[Records provided Boundary: Start]

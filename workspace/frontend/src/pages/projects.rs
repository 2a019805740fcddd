use crate::components::form::{field, FormCard, RowActions, SelectField, TextAreaField, TextField};
use crate::components::pagination::Pagination;
use crate::components::registry::RegistryHeader;
use crate::components::table::PolarisTable;
use crate::hooks::{use_entity_store, use_records, StoreHandle};
use super::options;
use common::converters::{record_id, text};
use common::ProjectRow;
use polaris::endpoints::customer;
use polaris::resources::Projects;
use polaris::store::Mode;
use polaris::table::{project, Column};
use yew::prelude::*;

const COLUMNS: &[Column] = &[
    Column::new("project_id", "Project ID"),
    Column::new("name", "Project Name"),
    Column::new("customer", "Customer"),
    Column::new("organization", "Organization"),
    Column::new("location", "Location"),
    Column::right("actions", ""),
];

fn cell(store: &StoreHandle<Projects>, row: &ProjectRow, key: &str, busy: bool) -> Html {
    match key {
        "project_id" => html! { <span class="font-mono text-sm">{&row.project_id}</span> },
        "name" => html! { <span class="font-semibold">{&row.name}</span> },
        "customer" => html! { {&row.customer} },
        "organization" => html! { {&row.organization} },
        "location" => html! { {&row.location} },
        "actions" => {
            let (edit_store, edit_row) = (store.clone(), row.clone());
            let (delete_store, delete_row) = (store.clone(), row.clone());
            html! {
                <RowActions
                    disabled={busy}
                    on_edit={Callback::from(move |_| edit_store.edit(edit_row.clone()))}
                    on_delete={Callback::from(move |_| delete_store.remove(delete_row.clone()))}
                />
            }
        }
        _ => html! {},
    }
}

#[function_component(ProjectsPage)]
pub fn projects_page() -> Html {
    let (store, state) = use_entity_store(Projects);

    if state.mode == Mode::Create {
        let key = state.editing.as_ref().map(|row| row.id.clone()).unwrap_or_default();
        let editing = state.is_editing();
        return html! { <ProjectEditor key={key} store={store.clone()} saving={state.saving} {editing} /> };
    }

    let busy = state.loading || state.saving;
    let view = project(COLUMNS, &state.items, |row, key, _| cell(&store, row, key, busy));

    let on_add = {
        let store = store.clone();
        Callback::from(move |_| store.begin_create())
    };
    let on_retry = {
        let store = store.clone();
        let page = state.page;
        Callback::from(move |_| store.load(page))
    };
    let on_page_change = {
        let store = store.clone();
        Callback::from(move |page| store.load(page))
    };

    html! {
        <>
            <RegistryHeader title="Projects" total={state.total} add_label="Add Project" {on_add} busy={busy} />
            <PolarisTable {view} loading={state.loading} empty_message="No projects yet"
                error={state.error.clone()} on_retry={Some(on_retry)} />
            <Pagination
                current_page={state.page}
                total_pages={state.total_pages}
                total_items={state.total}
                {on_page_change}
                disabled={busy}
            />
        </>
    }
}

#[derive(Properties, PartialEq)]
struct EditorProps {
    store: StoreHandle<Projects>,
    saving: bool,
    editing: bool,
}

#[function_component(ProjectEditor)]
fn project_editor(props: &EditorProps) -> Html {
    let form = use_state(|| props.store.draft());
    let customers = use_records(customer::GET_ALL.to_string());
    let customer_options: Vec<_> = customers.iter().map(options::customer).collect();

    // Picking a customer copies its organization and address into the draft
    let on_customer = {
        let form = form.clone();
        let customers = customers.clone();
        Callback::from(move |id: String| {
            let mut next = (*form).clone();
            if let Some(record) = customers.iter().find(|record| record_id(record) == id) {
                next.customer_organization = text(record, &["customerorg"]);
                next.customer_location = text(record, &["address"]);
            }
            next.customer_id = id;
            form.set(next);
        })
    };

    let on_submit = {
        let store = props.store.clone();
        let form = form.clone();
        Callback::from(move |_| store.submit((*form).clone()))
    };
    let on_cancel = {
        let store = props.store.clone();
        Callback::from(move |_| store.cancel_edit())
    };

    html! {
        <FormCard title="Project" saving={props.saving} editing={props.editing} {on_submit} {on_cancel}>
            <TextField label="Project Name" required={true} value={form.project_name.clone()}
                on_input={field(&form, |f, v| f.project_name = v)} />
            <SelectField label="Customer" required={true} value={form.customer_id.clone()}
                options={customer_options} on_change={on_customer} placeholder="Select customer" />
            <TextField label="Organization" value={form.customer_organization.clone()}
                disabled={props.editing}
                on_input={field(&form, |f, v| f.customer_organization = v)} />
            <TextField label="Location" value={form.customer_location.clone()}
                disabled={props.editing}
                on_input={field(&form, |f, v| f.customer_location = v)} />
            <TextAreaField label="Notes" value={form.notes.clone()}
                on_input={field(&form, |f, v| f.notes = v)} />
        </FormCard>
    }
}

[Records provided Boundary: End]

Your goal - The first line of the entries above marks where to begin; repeat each line exactly through the one that contains "const COLUMNS: &[Column]", and include that line.

Response for this exercise -
filename workspace/frontend/src/pages/projects.rs
repository 2a019805740fcddd
use crate::components::form::{field, FormCard, RowActions, SelectField, TextAreaField, TextField};
use crate::components::pagination::Pagination;
use crate::components::registry::RegistryHeader;
use crate::components::table::PolarisTable;
use crate::hooks::{use_entity_store, use_records, StoreHandle};
use super::options;
use common::converters::{record_id, text};
use common::ProjectRow;
use polaris::endpoints::customer;
use polaris::resources::Projects;
use polaris::store::Mode;
use polaris::table::{project, Column};
use yew::prelude::*;

const COLUMNS: &[Column] = &[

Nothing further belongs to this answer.